Mr. Warwick Smith reports


The exchange has conditionally approved the proposed business combination between Saasquatch Capital Corp. and Jasper Interactive Studios Inc. previously announced in the company’s press releases dated Sept. 16, 2021, Oct. 7, 2021, and Oct. 21, 2021. The proposed transaction remains subject to the final approval of the exchange and satisfaction of closing conditions customary for transactions of this nature. The company, upon and subject to completion of the transaction, will continue under the name Jasper Commerce Inc. and trade on the exchange under the symbol JPIM. The proposed transaction is expected to close on or about Feb. 16, 2022.

The company has filed a filing statement today that is dated effective Feb. 11, 2022, with the exchange and on Saasquatch’s SEDAR profile.
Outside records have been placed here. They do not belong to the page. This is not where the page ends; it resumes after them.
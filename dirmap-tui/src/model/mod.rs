//!
//! src/model/mod.rs
//! Model 层：应用状态定义
//!
//! Model 层是应用状态的 “唯一真相来源”，所有状态变更都通过 Update 层触发。
//!
//!     mod app;        // 主应用状态
//!     mod output;     // 输出面板
//!
//!     目录面板（DirectoryPane）、规则列表（RuleListPanel）
//!     与焦点游标（FocusCursor）直接使用 dirmap-core 中的类型。
//!
//!
//! ═══════════════════════════════════════════════════════════════════════════
//! 焦点管理（FocusCursor）
//! ═══════════════════════════════════════════════════════════════════════════
//!
//!     三个可获得焦点的区域，固定顺序：
//!         SourcePane → DestinationPane → RuleList → SourcePane ...
//!
//!     数据流：
//!         用户按 Tab
//!             ↓
//!         event/handler.rs 返回 AppMessage::CycleFocus
//!             ↓
//!         update/mod.rs 执行 app.focus.cycle()
//!             ↓
//!         view 层根据 app.focus 设置边框颜色
//!
//!
//! ═══════════════════════════════════════════════════════════════════════════
//! 输出面板（OutputLog）
//! ═══════════════════════════════════════════════════════════════════════════
//!
//!     带时间戳的只追加日志，超过容量时丢弃最旧的行。
//!     导航错误、执行器输出都写到这里。
//!

mod app;
mod output;

pub use app::App;
pub use output::{OutputLevel, OutputLog};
Additional information in respect of the proposed transaction, Saasquatch and Jasper can be found in the filing statement.

In accordance with the policies of the exchange, the company’s common shares are currently halted from trading and will remain so until such time as required by exchange policies.

About Saasquatch Capital Corp.

Saasquatch is designated as a capital pool company under exchange Policy 2.4. Saasquatch has not commenced commercial operations and has no assets other than cash. The company’s objective is to identify and evaluate businesses or assets with a view to completing a qualifying transaction. Any proposed qualifying transaction must be approved by the exchange and, in the case of a non-arm’s-length qualifying transaction, must also receive majority approval of the minority shareholders. Until the completion of a qualifying transaction, the company will not carry on any business other than the identification and evaluation of businesses or assets with a view to completing a proposed qualifying transaction.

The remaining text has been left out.